Proton-coupled electron transfer of macrocyclic ring hydrogenation: The chlorinphlorin

Redox noninnocence of pyrrole macrocycles allows for their hydrogenation by proton-coupled electron transfer (PCET). The initial reduction of porphyrins by PCET occurs at a bridging methine carbon, yielding a phlorin. In macrocyclic cores that are reduced beyond porphyrins, the phlorin is unusual. The chlorinphlorin is an especially rare compound, and consequently, its formation and chemistry have eluded characterization. We now report the chemical preparation of a chlorinphlorin, including its X-ray crystal structure, which is distinguished by a tetrahedral geometry about the methine carbon of the macrocycle, resulting in the formal reduction of an olefin bond.

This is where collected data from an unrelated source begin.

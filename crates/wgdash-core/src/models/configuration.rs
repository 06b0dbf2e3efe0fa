//! WireGuard/AmneziaWG interface configurations as reported by the server.

use std::collections::BTreeMap;

use serde::{Deserialize, Deserializer, Serialize};

/// Tunnel protocol of a configuration.
#[derive(Debug, Clone, Copy, PartialEq, Eq, Default, Serialize, Deserialize)]
#[serde(rename_all = "lowercase")]
pub enum Protocol {
    #[default]
    Wg,
    Awg,
}

impl Protocol {
    pub fn display_name(&self) -> &'static str {
        match self {
            Protocol::Wg => "WireGuard",
            Protocol::Awg => "AmneziaWG",
        }
    }
}

/// Cumulative traffic in GB across a configuration's peers.
#[derive(Debug, Clone, Copy, Default, PartialEq, Serialize, Deserialize)]
#[serde(rename_all = "PascalCase")]
pub struct DataUsage {
    #[serde(default)]
    pub total: f64,
    #[serde(default)]
    pub sent: f64,
    #[serde(default)]
    pub receive: f64,
}

/// One entry of `/api/getConfigurations`.
#[derive(Debug, Clone, Default, Serialize, Deserialize)]
#[serde(rename_all = "PascalCase")]
pub struct WireguardConfiguration {
    pub name: String,
    #[serde(default)]
    pub status: bool,
    #[serde(default)]
    pub public_key: Option<String>,
    #[serde(default)]
    pub address: Option<String>,
    #[serde(default, deserialize_with = "port_from_string_or_number")]
    pub listen_port: Option<String>,
    #[serde(default)]
    pub data_usage: DataUsage,
    #[serde(default)]
    pub connected_peers: u32,
    #[serde(default)]
    pub total_peers: u32,
    #[serde(default)]
    pub protocol: Protocol,
}

impl WireguardConfiguration {
    pub fn status_display(&self) -> &'static str {
        if self.status {
            "running"
        } else {
            "stopped"
        }
    }

    pub fn peers_display(&self) -> String {
        format!("{}/{}", self.connected_peers, self.total_peers)
    }
}

/// Listen ports come back as strings from config files and as numbers elsewhere.
fn port_from_string_or_number<'de, D>(deserializer: D) -> Result<Option<String>, D::Error>
where
    D: Deserializer<'de>,
{
    let raw: Option<serde_json::Value> = Option::deserialize(deserializer)?;
    Ok(match raw {
        Some(serde_json::Value::String(s)) if !s.is_empty() => Some(s),
        Some(serde_json::Value::Number(n)) => Some(n.to_string()),
        _ => None,
    })
}

/// One message of `/api/config-status-stream`: running flag per configuration name.
pub type ConfigStatusSnapshot = BTreeMap<String, bool>;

We establish that the reductive electrochemistry of a series of hangman chlorins furnishes the chlorinphlorin by electrochemical hydrogenation according to a PCET mechanism. The rate constant for proton transfer from the pendant acid in the secondary coordination sphere to the chlorin anion radical is 10(3) s(−1). This initial proton transfer forms the N–H bond of the chlorinphlorin; upon a second reduction, the C–H bond at the tetrahedral methine bridge is formed. In the presence of exogenous acid, the hangman group prepositions the acid to trigger a concerted PCET reaction, thereby bypassing the chlorin anion radical intermediate. When the chlorin macrocycle is metalated, the formation of the initial N–H bond is prevented, and the hydrogenation of the chlorin macrocycle by PCET leads to the isobacteriochlorin.